- **TASK STATEMENT**:
Filter this material down to the lines that hold "SampleBuffer", copying each one.

- **SOURCE MATERIAL**:
//! Playback lifecycle and playhead tracking.
//!
//! The controller owns one single-use playback handle bound to a fixed
//! sample buffer and derives the playhead from the clock on a fixed 50ms
//! tick. The audio backend is never asked for its position; elapsed time
//! against `last_start_time` is the single source of truth, which is what
//! makes the stop/re-arm cycle of the single-use handle invisible to
//! callers.

use anyhow::Result;

use super::buffer::SampleBuffer;
use super::clock::Clock;
use super::sink::{HandleState, OutputSink, SourceHandle};

/// Fixed period of the playhead tick, in seconds.
pub const TICK_PERIOD_SECS: f64 = 0.05;

/// Transport state of the controller.
#[derive(Debug, Clone, Copy, PartialEq, Eq)]
pub enum PlaybackState {
    Idle,
    Playing,
}

/// Snapshot handed to the progress callback on every tick and at completion.
#[derive(Debug, Clone, Copy, PartialEq)]
pub struct PlayheadUpdate {
    /// Seconds elapsed into the buffer.
    pub position: f64,
    /// `position / duration`, clamped to [0.0, 1.0].
    pub progress: f64,
}

/// Caller-supplied progress hook. Invoked synchronously on every tick; must
/// not block.
pub type ProgressCallback = Box<dyn FnMut(PlayheadUpdate)>;

/// Drives play/pause/reset for one buffer and reports progress.
///
/// All transport operations are total over the {Idle, Playing} state
/// machine: calling `play` while playing or `pause` while idle is a no-op.
pub struct PlaybackController {
    buffer: SampleBuffer,
    sink: Box<dyn OutputSink>,
    clock: Box<dyn Clock>,
    handle: Box<dyn SourceHandle>,
    state: PlaybackState,
    /// Clock timestamp marking when the current play segment began,
    /// shifted back by the resume offset.
    last_start_time: f64,
    playhead_position: f64,
    next_tick_at: f64,
    on_progress: ProgressCallback,
}

impl PlaybackController {
    /// Builds a controller and arms the first playback handle.
    ///
    /// # Errors
    /// - If the sink cannot arm a handle for the buffer
    pub fn new(
        buffer: SampleBuffer,
        mut sink: Box<dyn OutputSink>,
        clock: Box<dyn Clock>,
        on_progress: ProgressCallback,
    ) -> Result<Self> {
        let handle = sink.arm(&buffer)?;
        Ok(Self {
            buffer,
            sink,
            clock,
            handle,
            state: PlaybackState::Idle,
            last_start_time: 0.0,
            playhead_position: 0.0,
            next_tick_at: 0.0,
            on_progress,
        })
    }

    /// Starts playback from the current playhead offset.
    ///
    /// No-op while already playing.
    ///
    /// # Errors
    /// - If the armed handle fails to start
    pub fn play(&mut self) -> Result<()> {
        if self.state == PlaybackState::Playing {
            return Ok(());
        }

        // Every stop re-arms, so the handle is armed here; recover if the
        // invariant was ever broken rather than starting a spent handle
        if self.handle.state() != HandleState::Armed {
            self.prepare_to_play()?;
        }

        let now = self.clock.now();
        // Shifting the segment origin back by the paused offset makes a
        // resume continue seamlessly from where pause left off.
        self.last_start_time = now - self.playhead_position;
        self.handle.start(self.playhead_position)?;
        self.next_tick_at = now + TICK_PERIOD_SECS;
        self.state = PlaybackState::Playing;
        tracing::debug!("Playback started at {:.3}s", self.playhead_position);
        Ok(())
    }

    /// Stops playback, retaining the playhead offset, and re-arms a fresh
    /// handle so the next `play` can start immediately.
    ///
    /// No-op while idle.
    ///
    /// # Errors
    /// - If a replacement handle cannot be armed
    pub fn pause(&mut self) -> Result<()> {
        if self.state == PlaybackState::Idle {
            return Ok(());
        }

        let elapsed = self.clock.now() - self.last_start_time;
        self.playhead_position = elapsed.clamp(0.0, self.buffer.duration());
        tracing::debug!("Playback paused at {:.3}s", self.playhead_position);
        self.stop_and_rearm()
    }

    /// Toggles between playing and paused. The sole host-facing transport
    /// control.
    ///
    /// # Errors
    /// - If starting the handle or arming a replacement fails
    pub fn play_pause(&mut self) -> Result<()> {
        match self.state {
            PlaybackState::Idle => self.play(),
            PlaybackState::Playing => self.pause(),
        }
    }

    /// Fires the fixed-period playhead tick when due.
    ///
    /// Intended to be called on every turn of the host event loop. Returns
    /// the update produced by the tick, after the progress callback has run,
    /// so the caller can repaint. Returns `None` while idle or between
    /// ticks.
    ///
    /// # Errors
    /// - If completion handling cannot arm a replacement handle
    pub fn poll(&mut self) -> Result<Option<PlayheadUpdate>> {
        if self.state == PlaybackState::Idle {
            return Ok(None);
        }

        let now = self.clock.now();
        if now < self.next_tick_at {
            return Ok(None);
        }

        // Fixed-period cadence: advance the deadline by whole periods so a
        // late poll does not shift the schedule. Missed periods fold into
        // one tick.
        while self.next_tick_at <= now {
            self.next_tick_at += TICK_PERIOD_SECS;
        }

        self.update_playhead().map(Some)
    }

    /// Recomputes the playhead from the clock and reports it.
    ///
    /// At completion: clamps to the end, emits the final update exactly
    /// once, resets the playhead to zero, and stops/re-arms so the next
    /// `play` replays from the start.
    fn update_playhead(&mut self) -> Result<PlayheadUpdate> {
        let duration = self.buffer.duration();
        let position = self.clock.now() - self.last_start_time;
        let progress = if duration > 0.0 {
            position / duration
        } else {
            1.0
        };

        if progress >= 1.0 {
            let update = PlayheadUpdate {
                position: duration,
                progress: 1.0,
            };
            (self.on_progress)(update);
            self.playhead_position = 0.0;
            tracing::debug!("Playback completed after {:.3}s", duration);
            self.stop_and_rearm()?;
            return Ok(update);
        }

        self.playhead_position = position;
        let update = PlayheadUpdate { position, progress };
        (self.on_progress)(update);
        Ok(update)
    }

    /// Arms a fresh handle, replacing the owned one.
    ///
    /// The backend cannot restart a stopped source, so a spent handle is
    /// always replaced rather than reused. The first handle is armed at
    /// construction.
    fn prepare_to_play(&mut self) -> Result<()> {
        self.handle = self.sink.arm(&self.buffer)?;
        Ok(())
    }

    /// Spends the current handle and immediately re-arms its replacement.
    fn stop_and_rearm(&mut self) -> Result<()> {
        self.handle.stop();
        self.state = PlaybackState::Idle;
        self.prepare_to_play()
    }

    /// Whether the controller is currently playing.
    pub fn is_playing(&self) -> bool {
        self.state == PlaybackState::Playing
    }

    /// Current playhead offset in seconds.
    ///
    /// While playing this is live against the clock; while idle it is the
    /// retained pause offset.
    pub fn position(&self) -> f64 {
        match self.state {
            PlaybackState::Playing => (self.clock.now() - self.last_start_time)
                .clamp(0.0, self.buffer.duration()),
            PlaybackState::Idle => self.playhead_position,
        }
    }

    /// Current progress fraction in [0.0, 1.0].
    pub fn progress(&self) -> f64 {
        let duration = self.buffer.duration();
        if duration <= 0.0 {
            return 0.0;
        }
        (self.position() / duration).clamp(0.0, 1.0)
    }

    /// Total buffer duration in seconds.
    pub fn duration(&self) -> f64 {
        self.buffer.duration()
    }
}

#[cfg(test)]
mod tests {
    use super::*;
    use crate::player::clock::test_support::ManualClock;
    use crate::player::sink::test_support::{FakeSink, SinkEvent, SinkLog};
    use std::cell::{Cell, RefCell};
    use std::rc::Rc;

    type Updates = Rc<RefCell<Vec<PlayheadUpdate>>>;
    type LogHandle = Rc<RefCell<SinkLog>>;

    /// Controller over a 4.0s buffer with a manual clock and recording sink.
    fn controller() -> (PlaybackController, Rc<Cell<f64>>, LogHandle, Updates) {
        let buffer = SampleBuffer::new(vec![0.0; 4000], 1000);
        let (sink, log) = FakeSink::new();
        let (clock, time) = ManualClock::new();
        let updates: Updates = Rc::new(RefCell::new(Vec::new()));
        let sink_updates = updates.clone();
        let controller = PlaybackController::new(
            buffer,
            Box::new(sink),
            Box::new(clock),
            Box::new(move |u| sink_updates.borrow_mut().push(u)),
        )
        .expect("arm initial handle");
        (controller, time, log, updates)
    }

    /// Advances the clock in tick-sized steps, polling after each step.
    fn run_until(
        controller: &mut PlaybackController,
        time: &Rc<Cell<f64>>,
        deadline: f64,
    ) {
        while time.get() < deadline {
            time.set(time.get() + TICK_PERIOD_SECS);
            controller.poll().expect("poll");
        }
    }

    #[test]
    fn construction_arms_one_handle() {
        let (_controller, _time, log, _updates) = controller();
        assert_eq!(log.borrow().armed, 1);
        assert!(log.borrow().events.is_empty());
    }

    #[test]
    fn play_is_idempotent() {
        let (mut controller, _time, log, _updates) = controller();
        controller.play().unwrap();
        controller.play().unwrap();
        assert!(controller.is_playing());
        assert_eq!(log.borrow().start_offsets(), vec![0.0]);
    }

    #[test]
    fn pause_while_idle_is_a_noop() {
        let (mut controller, _time, log, _updates) = controller();
        controller.pause().unwrap();
        assert!(!controller.is_playing());
        // No stop event and no re-arm beyond the initial one
        assert!(log.borrow().events.is_empty());
        assert_eq!(log.borrow().armed, 1);
    }

    #[test]
    fn pause_retains_position_and_rearms() {
        let (mut controller, time, log, _updates) = controller();
        controller.play().unwrap();
        time.set(1.5);
        controller.pause().unwrap();

        assert!(!controller.is_playing());
        assert!((controller.position() - 1.5).abs() < 1e-9);
        assert_eq!(log.borrow().armed, 2);
        assert_eq!(
            log.borrow().events.last().copied(),
            Some(SinkEvent::Stopped)
        );

        // Second pause changes nothing
        controller.pause().unwrap();
        assert_eq!(log.borrow().armed, 2);
    }

    #[test]
    fn resume_continues_from_paused_offset() {
        let (mut controller, time, log, _updates) = controller();
        controller.play().unwrap();
        time.set(1.5);
        controller.pause().unwrap();

        // Idle time must not advance the playhead
        time.set(20.0);
        assert!((controller.position() - 1.5).abs() < 1e-9);

        controller.play().unwrap();
        assert_eq!(log.borrow().start_offsets(), vec![0.0, 1.5]);

        time.set(20.5);
        let update = controller.poll().unwrap().expect("tick due");
        assert!((update.position - 2.0).abs() < TICK_PERIOD_SECS + 1e-9);
    }

    #[test]
    fn progress_is_monotone_and_bounded_while_playing() {
        let (mut controller, time, _log, updates) = controller();
        controller.play().unwrap();
        run_until(&mut controller, &time, 3.9);

        let seen = updates.borrow();
        assert!(!seen.is_empty());
        let mut previous = 0.0;
        for update in seen.iter() {
            assert!(update.progress >= previous);
            assert!((0.0..=1.0).contains(&update.progress));
            previous = update.progress;
        }
    }

    #[test]
    fn ticks_fire_on_the_fixed_period() {
        let (mut controller, time, _log, updates) = controller();
        controller.play().unwrap();
        // Poll at twice the tick rate for one second; only due ticks fire
        while time.get() < 1.0 {
            time.set(time.get() + TICK_PERIOD_SECS / 2.0);
            controller.poll().unwrap();
        }
        let count = updates.borrow().len();
        assert!((19..=21).contains(&count), "expected ~20 ticks, got {count}");
    }

    #[test]
    fn halfway_progress_matches_elapsed_time() {
        let (mut controller, time, _log, updates) = controller();
        controller.play().unwrap();
        run_until(&mut controller, &time, 2.0);

        let last = *updates.borrow().last().expect("updates seen");
        assert!((last.progress - 0.5).abs() < 0.05);
    }

    #[test]
    fn completion_reports_once_then_resets() {
        let (mut controller, time, log, updates) = controller();
        controller.play().unwrap();
        run_until(&mut controller, &time, 4.3);

        let seen = updates.borrow();
        let finals: Vec<_> = seen.iter().filter(|u| u.progress >= 1.0).collect();
        assert_eq!(finals.len(), 1, "completion must be reported exactly once");
        assert!((finals[0].position - 4.0).abs() < 1e-9);
        assert_eq!(finals[0].progress, 1.0);
        drop(seen);

        assert!(!controller.is_playing());
        assert_eq!(controller.position(), 0.0);
        // Initial arm, plus the re-arm after natural completion
        assert_eq!(log.borrow().armed, 2);

        // Idle controller stays quiet
        let before = updates.borrow().len();
        time.set(10.0);
        assert!(controller.poll().unwrap().is_none());
        assert_eq!(updates.borrow().len(), before);
    }

    #[test]
    fn replay_after_completion_starts_from_zero() {
        let (mut controller, time, log, _updates) = controller();
        controller.play().unwrap();
        run_until(&mut controller, &time, 4.3);

        controller.play().unwrap();
        assert_eq!(log.borrow().start_offsets(), vec![0.0, 0.0]);
        assert!(controller.is_playing());
    }

    #[test]
    fn zero_duration_buffer_completes_on_first_tick() {
        let buffer = SampleBuffer::new(Vec::new(), 44100);
        let (sink, log) = FakeSink::new();
        let (clock, time) = ManualClock::new();
        let mut controller = PlaybackController::new(
            buffer,
            Box::new(sink),
            Box::new(clock),
            Box::new(|_| {}),
        )
        .unwrap();

        controller.play().unwrap();
        time.set(TICK_PERIOD_SECS);
        let update = controller.poll().unwrap().expect("tick due");
        assert_eq!(update.progress, 1.0);
        assert!(!controller.is_playing());
        assert_eq!(log.borrow().armed, 2);
    }
}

- **OUTPUT FOR THIS EXERCISE**:
use super::buffer::SampleBuffer;
    buffer: SampleBuffer,
        buffer: SampleBuffer,
        let buffer = SampleBuffer::new(vec![0.0; 4000], 1000);
        let buffer = SampleBuffer::new(Vec::new(), 44100);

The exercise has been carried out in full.